死闘の幕開け
ドラゴンの咆哮が、谷全体を揺るがした。
それは、ただの音量ではない。空間そのものを震わせる絶対的な魔力の奔流だ。風圧が霧を一瞬で吹き飛ばし、肌を裂くようなプレッシャーが全身を叩きつけてくる。私はセレネの刃を地面に深く突き立て、その衝撃に足が持っていかれないよう、必死に踏みとどまった。

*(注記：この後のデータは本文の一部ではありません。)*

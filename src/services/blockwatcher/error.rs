//! Block watcher error types and handling.

use log::error;
use std::error::Error;
use std::fmt;

/// Represents errors that stop or prevent a network watcher
#[derive(Debug)]
pub enum BlockWatcherError {
	/// Talking to the node failed
	NetworkError(String),

	/// The processor side of the block channel is gone
	ChannelClosed(String),

	/// A watcher task could not be joined during shutdown
	ShutdownError(String),
}

impl BlockWatcherError {
	fn format_message(&self) -> String {
		match self {
			Self::NetworkError(msg) => format!("Network error: {}", msg),
			Self::ChannelClosed(msg) => format!("Channel closed: {}", msg),
			Self::ShutdownError(msg) => format!("Shutdown error: {}", msg),
		}
	}

	pub fn network_error(msg: impl Into<String>) -> Self {
		let error = Self::NetworkError(msg.into());
		error!("{}", error.format_message());
		error
	}

	pub fn channel_closed(msg: impl Into<String>) -> Self {
		let error = Self::ChannelClosed(msg.into());
		error!("{}", error.format_message());
		error
	}

	pub fn shutdown_error(msg: impl Into<String>) -> Self {
		let error = Self::ShutdownError(msg.into());
		error!("{}", error.format_message());
		error
	}
}

impl fmt::Display for BlockWatcherError {
	fn fmt(&self, f: &mut fmt::Formatter<'_>) -> fmt::Result {
		write!(f, "{}", self.format_message())
	}
}

impl Error for BlockWatcherError {}
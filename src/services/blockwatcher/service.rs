//! Block watcher service implementation.
//!
//! Owns one [`NetworkWatcher`] task per connected network and the sending half
//! of the block channel they share.

use std::{collections::HashMap, sync::Arc};

use tokio::{
	sync::{mpsc, watch, Mutex},
	task::JoinHandle,
};
use tracing::{info, warn};

use crate::{
	models::ConfirmedBlock,
	services::{
		blockchain::BlockChainClient,
		blockwatcher::{
			error::BlockWatcherError,
			watcher::{NetworkWatcher, WatcherSettings, WatcherState},
		},
	},
	utils::metrics::NETWORKS_WATCHED,
};

struct ActiveWatcher {
	shutdown: watch::Sender<bool>,
	state: watch::Receiver<WatcherState>,
	handle: JoinHandle<Result<(), BlockWatcherError>>,
}

/// Service for starting and stopping network watchers
pub struct BlockWatcherService {
	sender: mpsc::Sender<ConfirmedBlock>,
	settings: WatcherSettings,
	active_watchers: Arc<Mutex<HashMap<String, ActiveWatcher>>>,
}

impl BlockWatcherService {
	/// Creates a new block watcher service
	///
	/// # Arguments
	/// * `sender` - Channel every watcher forwards confirmed blocks into
	/// * `settings` - Reconnect and eviction tunables shared by all watchers
	pub fn new(sender: mpsc::Sender<ConfirmedBlock>, settings: WatcherSettings) -> Self {
		Self {
			sender,
			settings,
			active_watchers: Arc::new(Mutex::new(HashMap::new())),
		}
	}

	/// Starts a watcher for the client's network.
	///
	/// Starting a network that already has a watcher is a no-op.
	pub async fn start_network_watcher(&self, client: Arc<dyn BlockChainClient>) {
		let slug = client.network().slug.clone();
		let mut watchers = self.active_watchers.lock().await;
		if watchers.contains_key(&slug) {
			warn!(network = %slug, "Watcher already running");
			return;
		}

		let (shutdown, shutdown_rx) = watch::channel(false);
		let watcher = NetworkWatcher::new(client, self.sender.clone(), self.settings.clone());
		let state = watcher.state();
		let handle = tokio::spawn(watcher.run(shutdown_rx));

		watchers.insert(
			slug.clone(),
			ActiveWatcher {
				shutdown,
				state,
				handle,
			},
		);
		NETWORKS_WATCHED.set(watchers.len() as f64);
		info!(network = %slug, "Started network watcher");
	}

	/// Signals the network's watcher to stop and waits for it to finish.
	pub async fn stop_network_watcher(&self, slug: &str) -> Result<(), BlockWatcherError> {
		let watcher = {
			let mut watchers = self.active_watchers.lock().await;
			let watcher = watchers.remove(slug);
			NETWORKS_WATCHED.set(watchers.len() as f64);
			watcher
		};
		match watcher {
			Some(watcher) => stop(slug, watcher).await,
			None => Ok(()),
		}
	}

	/// Stops every watcher, then releases the block channel sender so the
	/// processor sees the end of the stream once it has drained.
	pub async fn shutdown(self) -> Result<(), BlockWatcherError> {
		let watchers: Vec<(String, ActiveWatcher)> =
			self.active_watchers.lock().await.drain().collect();
		NETWORKS_WATCHED.set(0.0);

		for (_, watcher) in &watchers {
			let _ = watcher.shutdown.send(true);
		}
		let mut first_error = None;
		for (slug, watcher) in watchers {
			if let Err(e) = stop(&slug, watcher).await {
				first_error.get_or_insert(e);
			}
		}
		drop(self.sender);
		first_error.map_or(Ok(()), Err)
	}

	/// Current lifecycle state of the network's watcher
	pub async fn watcher_state(&self, slug: &str) -> Option<WatcherState> {
		self.active_watchers
			.lock()
			.await
			.get(slug)
			.map(|watcher| *watcher.state.borrow())
	}

	/// Slugs of networks with a watcher, sorted
	pub async fn active_networks(&self) -> Vec<String> {
		let mut slugs: Vec<String> = self.active_watchers.lock().await.keys().cloned().collect();
		slugs.sort();
		slugs
	}
}

async fn stop(slug: &str, watcher: ActiveWatcher) -> Result<(), BlockWatcherError> {
	let _ = watcher.shutdown.send(true);
	let result = watcher
		.handle
		.await
		.map_err(|e| {
			BlockWatcherError::shutdown_error(format!("watcher for {} failed: {}", slug, e))
		})?;
	info!(network = %slug, "Stopped network watcher");
	result
}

胸の奥で、恐怖と、そしてほんのわずかな興奮が混じり合う。
だが、感情を整理する時間は与えられなかった。
ドラゴンの胸が大きく膨らみ、その喉の奥が、谷に満ちる瘴気と同じ、不吉な灰色の光で満ちていく。
私の脳が、その現象を瞬時に分析し、最悪の答えを弾き出した。ブレスだ。
逃げ場はない。このクレーター状の窪地で、あの広範囲攻撃を避ける手段は存在しない。
ならば――受け止めるしかない。
私は呼吸を整え、持てる魔力の全てを、この一点に賭ける覚悟で練り上げた。治癒と強化――本来は守りではなく、支え、創り出すための私の術式を、力ずくで防御の形へと組み替える。

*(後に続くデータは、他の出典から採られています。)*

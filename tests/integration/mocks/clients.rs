//! Mock implementations of blockchain clients.
//!
//! - [`MockBlockChainClient`] - mockall client for expectation-driven tests
//! - [`MockClientFactory`] - mockall factory for orchestrator tests
//! - [`ScriptedClient`] - client whose header stream is fed by the test

use std::{
	collections::HashMap,
	sync::{
		atomic::{AtomicBool, Ordering},
		Arc, Mutex,
	},
};

use async_trait::async_trait;
use futures::{
	channel::mpsc::{unbounded, UnboundedReceiver, UnboundedSender},
	stream, StreamExt,
};
use mockall::mock;

use evm_tx_watcher::{
	models::{BlockFetch, BlockHeader, ConfirmedBlock, Network},
	services::blockchain::{BlockChainClient, BlockChainError, ClientFactory, HeaderStream},
	utils::tests::builders::block::{block_hash, ConfirmedBlockBuilder},
};

mock! {
	pub BlockChainClient {}

	#[async_trait]
	impl BlockChainClient for BlockChainClient {
		fn network(&self) -> &Network;
		async fn get_latest_block_number(&self) -> Result<u64, BlockChainError>;
		async fn subscribe_headers(&self) -> Result<HeaderStream, BlockChainError>;
		async fn get_block_with_receipts(&self, number: u64) -> Result<BlockFetch, BlockChainError>;
		async fn close(&self);
	}
}

mock! {
	pub ClientFactory {}

	#[async_trait]
	impl ClientFactory for ClientFactory {
		async fn connect(
			&self,
			network: &Network,
		) -> Result<Arc<dyn BlockChainClient>, BlockChainError>;
	}
}

/// Header announcing block `number` with the hash the block builders use
pub fn header(number: u64) -> BlockHeader {
	BlockHeader::new(number, block_hash(number), 1_700_000_000 + number)
}

/// Client driven by headers the test pushes through [`UnboundedSender`].
///
/// The first subscription yields the pushed headers; later subscriptions never
/// yield, so a lost stream does not spin. Blocks not registered with
/// [`ScriptedClient::with_block`] are served empty.
pub struct ScriptedClient {
	network: Network,
	headers: Mutex<Option<UnboundedReceiver<BlockHeader>>>,
	blocks: Mutex<HashMap<u64, BlockFetch>>,
	fetched: Mutex<Vec<u64>>,
	closed: AtomicBool,
}

impl ScriptedClient {
	pub fn new(network: Network) -> (Arc<Self>, UnboundedSender<BlockHeader>) {
		let (sender, receiver) = unbounded();
		let client = Arc::new(Self {
			network,
			headers: Mutex::new(Some(receiver)),
			blocks: Mutex::new(HashMap::new()),
			fetched: Mutex::new(Vec::new()),
			closed: AtomicBool::new(false),
		});
		(client, sender)
	}

	pub fn with_block(&self, block: ConfirmedBlock) {
		self.blocks
			.lock()
			.unwrap()
			.insert(block.number, BlockFetch::Supported(Box::new(block)));
	}

	pub fn with_unsupported(&self, number: u64) {
		self.blocks.lock().unwrap().insert(
			number,
			BlockFetch::Unsupported {
				number,
				reason: "transaction 0xdeposit has unsupported type 0x7e".to_string(),
			},
		);
	}

	/// Block numbers requested so far, in request order
	pub fn fetched(&self) -> Vec<u64> {
		self.fetched.lock().unwrap().clone()
	}

	pub fn is_closed(&self) -> bool {
		self.closed.load(Ordering::SeqCst)
	}
}

#[async_trait]
impl BlockChainClient for ScriptedClient {
	fn network(&self) -> &Network {
		&self.network
	}

	async fn get_latest_block_number(&self) -> Result<u64, BlockChainError> {
		Ok(0)
	}

	async fn subscribe_headers(&self) -> Result<HeaderStream, BlockChainError> {
		match self.headers.lock().unwrap().take() {
			Some(receiver) => Ok(receiver.map(Ok).boxed()),
			None => Ok(stream::pending().boxed()),
		}
	}

	async fn get_block_with_receipts(&self, number: u64) -> Result<BlockFetch, BlockChainError> {
		self.fetched.lock().unwrap().push(number);
		let registered = self.blocks.lock().unwrap().get(&number).cloned();
		Ok(registered.unwrap_or_else(|| {
			BlockFetch::Supported(Box::new(
				ConfirmedBlockBuilder::new()
					.network(&self.network.slug)
					.chain_id(self.network.chain_id)
					.number(number)
					.build(),
			))
		}))
	}

	async fn close(&self) {
		self.closed.store(true, Ordering::SeqCst);
	}
}
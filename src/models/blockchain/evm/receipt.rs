//! EVM receipt data structures.

use alloy::primitives::{Address, Bytes, B256};

/// A log entry emitted during transaction execution
#[derive(Debug, Clone, PartialEq, Eq, Default)]
pub struct ReceiptLog {
	/// Contract that emitted the log
	pub address: Address,
	pub topics: Vec<B256>,
	pub data: Bytes,
	/// Position of the log within the block
	pub log_index: u64,
}

/// The subset of a transaction receipt the processor consumes
#[derive(Debug, Clone, PartialEq, Eq, Default)]
pub struct TransactionReceipt {
	/// `true` when execution succeeded
	pub status: bool,
	pub gas_used: u64,
	pub effective_gas_price: u128,
	pub transaction_index: u64,
	pub logs: Vec<ReceiptLog>,
}
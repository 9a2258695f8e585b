//! Core domain models for the transaction watcher.
//!
//! This module contains the fundamental data structures that represent:
//! - Networks: EVM network definitions and connection details
//! - Transactions: stored transactions and their ERC-20 transfers
//! - Webhooks: watched addresses, endpoints and delivery records

mod network;
mod transaction;
mod webhook;

pub use network::Network;
pub use transaction::{TokenTransfer, Transaction, TransactionStatus};
pub use webhook::{DeliveryStatus, WatchedAddress, Webhook, WebhookDelivery};
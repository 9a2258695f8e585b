//! Configuration error types.
//!
//! Covers loading network files from disk and reading worker settings from
//! the environment.

use log::error;
use std::{error::Error, fmt};

/// Errors that can occur while loading or validating configuration
#[derive(Debug)]
#[allow(clippy::enum_variant_names)]
pub enum ConfigError {
	/// A value was read but is not acceptable
	ValidationError(String),

	/// A file or environment value could not be parsed
	ParseError(String),

	/// The configuration directory or a file could not be read
	FileError(String),
}

impl ConfigError {
	fn format_message(&self) -> String {
		match self {
			Self::ValidationError(msg) => format!("Validation error: {}", msg),
			Self::ParseError(msg) => format!("Parse error: {}", msg),
			Self::FileError(msg) => format!("File error: {}", msg),
		}
	}

	/// Create a new validation error and log it
	pub fn validation_error(msg: impl Into<String>) -> Self {
		let error = Self::ValidationError(msg.into());
		error!("{}", error.format_message());
		error
	}

	/// Create a new parse error and log it
	pub fn parse_error(msg: impl Into<String>) -> Self {
		let error = Self::ParseError(msg.into());
		error!("{}", error.format_message());
		error
	}

	/// Create a new file error and log it
	pub fn file_error(msg: impl Into<String>) -> Self {
		let error = Self::FileError(msg.into());
		error!("{}", error.format_message());
		error
	}
}

impl fmt::Display for ConfigError {
	fn fmt(&self, f: &mut fmt::Formatter<'_>) -> fmt::Result {
		write!(f, "{}", self.format_message())
	}
}

impl Error for ConfigError {}

impl From<std::io::Error> for ConfigError {
	fn from(err: std::io::Error) -> Self {
		Self::file_error(err.to_string())
	}
}

impl From<serde_json::Error> for ConfigError {
	fn from(err: serde_json::Error) -> Self {
		Self::parse_error(err.to_string())
	}
}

白金の光が私の全身から迸り、目の前に複雑な紋様を刻んだ半球状の光壁を形成した。
その瞬間――灰色の死の奔流が、轟音と共に私を呑み込んだ。
ギシッ、ミシリと、結界が悲鳴を上げるように軋む。
魔力が、まるで決壊したダムの水のように、凄まじい速度で失われていく。あと数秒もたない。だが、ここで崩れれば全てが終わる。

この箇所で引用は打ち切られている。